The ongoing disruptive changes from efforts to reduce the spread of COVID-19 are having a substantial negative impact on the physical and mental well-being of parents and their children across the country, according to a new national survey published today in Pediatrics.

Families are particularly affected by stressors stemming from changes in work, school and day care schedules that are impacting finances and access to community support networks, according to the five-day survey of parents across the U.S. run June 5-June 10 run by Monroe Carell Jr. Children's Hospital at Vanderbilt and Ann & Robert H. Lurie Children's Hospital of Chicago.

Top line results showed:

  • 27% of parents reported worsening mental health for themselves
  • 14% reported worsening behavioral health for their children
  • 24% of parents reported a loss of regular child care

The impact of abrupt, systemic changes to employment and strain from having access to a limited social network is disrupting the core of families across the country. Worsening physical and mental health were similar no matter the person's race, ethnicity, income, education status or location. However, larger declines in mental well-being were reported by women and unmarried parents.

COVID-19 and measures to control its spread have had a substantial effect on the nation's children. Today an increasing number of the nation's children are going hungry, losing insurance employer-sponsored insurance and their regular child care. The situation is urgent and requires immediate attention from federal and state policymakers."

Stephen Patrick, MD, MPH, Director, Vanderbilt Center for Child Health Policy, Vanderbilt University Medical Center

Patrick is also a neonatologist at Children's Hospital in Nashville.

Parents with children under age 18 were surveyed to measure changes in their health, insurance status, food security, use of public food assistance resources, child care and use of health care services since the COVID-19 pandemic began.

Since March, more families are reporting food insecurity, and more reliance on food banks, and delaying children's visits to health care providers. With COVID-19 cases and deaths on the rise around the country, families may continue to experience higher levels of need and disruption.

  • The proportion of families with moderate or severe food insecurity increased from 6% to 8% from   March to June.
  • Children covered by parents' employer-sponsored insurance coverage decreased from 63% to 60%.

Strikingly, families with young children report worse mental health than those with older children, pointing to the central role that child care arrangements play in the day-to-day functioning of the family.
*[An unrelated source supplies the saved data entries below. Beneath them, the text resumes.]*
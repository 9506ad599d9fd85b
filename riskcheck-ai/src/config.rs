//! Runtime settings for riskcheck-ai
//!
//! Settings are resolved from the shared [`TomlConfig`] with environment
//! overrides applied on top:
//!
//! | Variable                 | Overrides                   |
//! |--------------------------|-----------------------------|
//! | `GEMINI_API_KEY`         | `[gemini] api_key`          |
//! | `GEMINI_MODEL`           | `[gemini] model`            |
//! | `RISKCHECK_ITERATIONS`   | `[analysis] total_iterations` |
//! | `RISKCHECK_MERGE_POLICY` | `[analysis] merge_policy`   |

use crate::fusion::extraction_selector::SelectorConfig;
use crate::fusion::risk_aggregator::MergePolicy;
use crate::screener::{ScreenerConfig, SimilarityMetric};
use crate::taxonomy::ReferencePaths;
use riskcheck_common::config::{resolve_root_folder, TomlConfig};
use riskcheck_common::{Error, Result};
use std::path::{Path, PathBuf};
use tracing::{info, warn};

pub const API_KEY_ENV_VAR: &str = "GEMINI_API_KEY";
pub const MODEL_ENV_VAR: &str = "GEMINI_MODEL";
pub const ITERATIONS_ENV_VAR: &str = "RISKCHECK_ITERATIONS";
pub const MERGE_POLICY_ENV_VAR: &str = "RISKCHECK_MERGE_POLICY";

/// Judgement service connection settings
#[derive(Debug, Clone, PartialEq)]
pub struct GeminiSettings {
    /// `None` runs the client in offline stub mode
    pub api_key: Option<String>,
    pub model: String,
    pub timeout_secs: u64,
    pub requests_per_minute: u32,
}

/// Fully resolved settings for one process
#[derive(Debug, Clone)]
pub struct Settings {
    /// Base folder for project workspaces and artifacts
    pub root_folder: PathBuf,
    /// Risk judgement runs per project
    pub total_iterations: usize,
    pub merge_policy: MergePolicy,
    pub screener: ScreenerConfig,
    pub selector: SelectorConfig,
    pub references: ReferencePaths,
    pub gemini: GeminiSettings,
}

/// Validate API key (non-empty, non-whitespace)
pub fn is_valid_key(key: &str) -> bool {
    !key.trim().is_empty()
}

impl Settings {
    /// Resolve settings from TOML values only (no environment overrides)
    pub fn from_toml(config: &TomlConfig, root_folder: PathBuf) -> Result<Self> {
        let analysis = &config.analysis;

        if analysis.total_iterations == 0 {
            return Err(Error::Config(
                "total_iterations must be at least 1".to_string(),
            ));
        }
        if analysis.quorum_threshold == 0 {
            return Err(Error::Config(
                "quorum_threshold must be at least 1".to_string(),
            ));
        }

        let merge_policy = MergePolicy::from_name(&analysis.merge_policy, analysis.quorum_threshold)
            .map_err(Error::Config)?;
        let metric: SimilarityMetric = analysis
            .similarity_metric
            .parse()
            .map_err(Error::Config)?;

        Ok(Self {
            root_folder,
            total_iterations: analysis.total_iterations,
            merge_policy,
            screener: ScreenerConfig {
                keyword_scan: analysis.keyword_scan,
                similarity_scan: analysis.similarity_scan,
                metric,
            },
            selector: SelectorConfig {
                near_identical_ratio: analysis.near_identical_ratio,
                preview_chars: analysis.arbitration_preview_chars,
            },
            references: ReferencePaths {
                taxonomy: config.references.taxonomy_path.clone(),
                incidents: config.references.incident_path.clone(),
                legal: config.references.legal_path.clone(),
                social_cases: config.references.social_case_path.clone(),
            },
            gemini: GeminiSettings {
                api_key: config
                    .gemini
                    .api_key
                    .clone()
                    .filter(|k| is_valid_key(k)),
                model: config.gemini.model.clone(),
                timeout_secs: config.gemini.timeout_secs,
                requests_per_minute: config.gemini.requests_per_minute,
            },
        })
    }

    /// Resolve settings with environment overrides
    ///
    /// **Priority:** ENV → TOML → compiled defaults. The root folder follows
    /// CLI → `RISKCHECK_ROOT` → TOML → OS default.
    pub fn resolve(config: &TomlConfig, root_override: Option<&Path>) -> Result<Self> {
        let mut config = config.clone();

        if let Ok(key) = std::env::var(API_KEY_ENV_VAR) {
            if is_valid_key(&key) {
                info!("Gemini API key loaded from environment variable");
                config.gemini.api_key = Some(key);
            }
        }
        if let Ok(model) = std::env::var(MODEL_ENV_VAR) {
            if !model.trim().is_empty() {
                config.gemini.model = model.trim().to_string();
            }
        }
        if let Ok(raw) = std::env::var(ITERATIONS_ENV_VAR) {
            match raw.trim().parse::<usize>() {
                Ok(n) => config.analysis.total_iterations = n,
                Err(_) => warn!("Ignoring invalid {}={}", ITERATIONS_ENV_VAR, raw),
            }
        }
        if let Ok(policy) = std::env::var(MERGE_POLICY_ENV_VAR) {
            if !policy.trim().is_empty() {
                config.analysis.merge_policy = policy.trim().to_string();
            }
        }

        let root_folder = resolve_root_folder(root_override, &config);
        let settings = Self::from_toml(&config, root_folder)?;

        if settings.gemini.api_key.is_none() {
            warn!("No Gemini API key configured; judgement service runs in stub mode");
        }
        info!(
            iterations = settings.total_iterations,
            merge_policy = settings.merge_policy.name(),
            model = %settings.gemini.model,
            "Settings resolved"
        );
        Ok(settings)
    }

    /// Parent directory of the per-project workspaces
    pub fn projects_dir(&self) -> PathBuf {
        self.root_folder.join("projects")
    }
}
//! Prompt digests of reference sources

use std::path::Path;
use tracing::warn;

/// Data rows included in a table digest
pub const DIGEST_ROWS: usize = 20;

/// Characters of free text included in a text digest
pub const TEXT_DIGEST_CHARS: usize = 4000;

/// Read a free-text source; missing or unreadable files read as empty
pub fn read_text_source(path: &Path) -> String {
    if let Err(e) = super::reject_workbook(path) {
        warn!("{}", e);
        return String::new();
    }
    match std::fs::read_to_string(path) {
        Ok(text) => text,
        Err(e) => {
            warn!("Reference text {} unavailable: {}", path.display(), e);
            String::new()
        }
    }
}

/// Header plus the first [`DIGEST_ROWS`] rows of a CSV table, re-rendered as CSV
pub fn table_digest(path: Option<&Path>, label: &str) -> String {
    let Some(path) = path else {
        return format!("{}: reference file not configured.", label);
    };
    if !path.exists() {
        return format!("{}: reference file not found ({}).", label, path.display());
    }
    if let Err(e) = super::reject_workbook(path) {
        warn!("{}", e);
        return format!("{}: reference file unreadable ({}).", label, path.display());
    }

    match render_table_preview(path) {
        Ok(preview) => format!("{}:\n{}", label, preview),
        Err(e) => {
            warn!("Failed to build digest for {}: {}", path.display(), e);
            format!("{}: reference file unreadable ({}).", label, path.display())
        }
    }
}

fn render_table_preview(path: &Path) -> Result<String, csv::Error> {
    let mut reader = csv::ReaderBuilder::new()
        .has_headers(false)
        .flexible(true)
        .from_path(path)?;
    let mut writer = csv::WriterBuilder::new().flexible(true).from_writer(Vec::new());

    for record in reader.records().take(DIGEST_ROWS + 1) {
        writer.write_record(&record?)?;
    }

    let bytes = writer
        .into_inner()
        .map_err(|e| csv::Error::from(e.into_error()))?;
    Ok(String::from_utf8_lossy(&bytes).into_owned())
}

/// Leading [`TEXT_DIGEST_CHARS`] characters of a free-text corpus
pub fn text_digest(path: Option<&Path>, label: &str, text: &str) -> String {
    match path {
        None => format!("{}: reference file not configured.", label),
        Some(path) if text.trim().is_empty() => {
            format!("{}: reference file not found ({}).", label, path.display())
        }
        Some(_) => {
            let excerpt: String = text.chars().take(TEXT_DIGEST_CHARS).collect();
            format!("{}:\n{}", label, excerpt)
        }
    }
}

#[cfg(test)]
mod tests {
    use super::*;
    use std::io::Write;

    #[test]
    fn test_table_digest_truncates_rows() {
        let mut file = tempfile::NamedTempFile::new().unwrap();
        writeln!(file, "tag,definition,risk").unwrap();
        for i in 0..30 {
            writeln!(file, "tag{},def{},3", i, i).unwrap();
        }

        let digest = table_digest(Some(file.path()), "Tag list");
        assert!(digest.starts_with("Tag list:\n"));
        assert!(digest.contains("tag19,def19,3"));
        assert!(!digest.contains("tag20,"));
    }

    #[test]
    fn test_missing_sources_are_reported_not_fatal() {
        let digest = table_digest(Some(Path::new("/nonexistent.csv")), "Cases");
        assert!(digest.contains("not found"));
        assert!(text_digest(None, "Legal", "").contains("not configured"));
    }

    #[test]
    fn test_text_digest_truncates() {
        let long = "法".repeat(TEXT_DIGEST_CHARS + 10);
        let digest = text_digest(Some(Path::new("legal.txt")), "Legal", &long);
        assert_eq!(digest.chars().count(), "Legal:\n".chars().count() + TEXT_DIGEST_CHARS);
    }
}
//! Error types for riskcheck-ai
//!
//! Only invalid invocations and unexpected internal failures surface as
//! errors. Judgement-service failures are absorbed at the adapter boundary
//! (see [`crate::types::Judged`]) and missing reference data degrades to
//! empty values.

use thiserror::Error;
use uuid::Uuid;

/// Pipeline and project-store error
#[derive(Debug, Error)]
pub enum PipelineError {
    /// Analysis requested while the project is already analyzing
    #[error("Conflict: {0}")]
    Conflict(String),

    /// Unknown project id
    #[error("Project not found: {0}")]
    NotFound(Uuid),

    /// Store rejected an update (unknown step, invalid transition)
    #[error("Store error: {0}")]
    Store(String),

    /// Artifact could not be written
    #[error("Artifact error: {0}")]
    Artifact(#[from] std::io::Error),

    /// Artifact or report could not be serialised
    #[error("Serialization error: {0}")]
    Serialization(#[from] serde_json::Error),

    /// Unexpected internal failure
    #[error("Internal error: {0}")]
    Internal(String),
}

pub type PipelineResult<T> = std::result::Result<T, PipelineError>;
//! Fusion of independent AI outputs
//!
//! - [`extraction_selector`]: picks one of two extraction runs per step
//! - [`risk_aggregator`]: merges N risk judgements plus screener candidates
//! - [`burn_risk`]: scalar incident-risk profile from the merged tag set

pub mod burn_risk;
pub mod extraction_selector;
pub mod risk_aggregator;

pub use burn_risk::score_burn_risk;
pub use extraction_selector::{Selection, SelectionMethod, SelectorConfig};
pub use risk_aggregator::{aggregate, aggregate_judged, MergePolicy};

use thiserror::Error;

/// Fusion precondition failure
#[derive(Debug, Error, PartialEq, Eq)]
pub enum FusionError {
    #[error("No risk judgement runs to aggregate")]
    NoRuns,
}

/// Most frequent value; ties go to the value seen first
///
/// Empty strings are ignored. Returns `None` when no non-empty value exists.
pub fn mode_earliest<'a, I>(values: I) -> Option<String>
where
    I: IntoIterator<Item = &'a str>,
{
    let mut tally: Vec<(&'a str, usize)> = Vec::new();
    for value in values {
        if value.trim().is_empty() {
            continue;
        }
        match tally.iter_mut().find(|(seen, _)| *seen == value) {
            Some((_, count)) => *count += 1,
            None => tally.push((value, 1)),
        }
    }

    let mut best: Option<(&str, usize)> = None;
    for (value, count) in tally {
        if best.map_or(true, |(_, best_count)| count > best_count) {
            best = Some((value, count));
        }
    }
    best.map(|(value, _)| value.to_string())
}

#[cfg(test)]
mod tests {
    use super::*;

    #[test]
    fn test_mode_prefers_frequency_then_first_seen() {
        assert_eq!(mode_earliest(["a", "b", "b"]), Some("b".to_string()));
        assert_eq!(mode_earliest(["a", "b", "b", "a"]), Some("a".to_string()));
        assert_eq!(mode_earliest(["", " ", "c"]), Some("c".to_string()));
        assert_eq!(mode_earliest(Vec::<&str>::new()), None);
    }
}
"The loss of regular child care related to COVID-19 has been a major shock to many families," says Matthew M. Davis, MD, MAPP, interim chair of the Department of Pediatrics at Northwestern University Feinberg School of Medicine and senior vice-president and chief of Community Health Transformation at Ann & Robert H. Lurie Children's Hospital of Chicago.

"In almost half of all cases where parents said that their own mental health had worsened and that their children's behavior had worsened during the pandemic, they had lost their usual child care arrangements. We need to be aware of these types of stressors for families, which extend far beyond COVID-19 as an infection or an illness."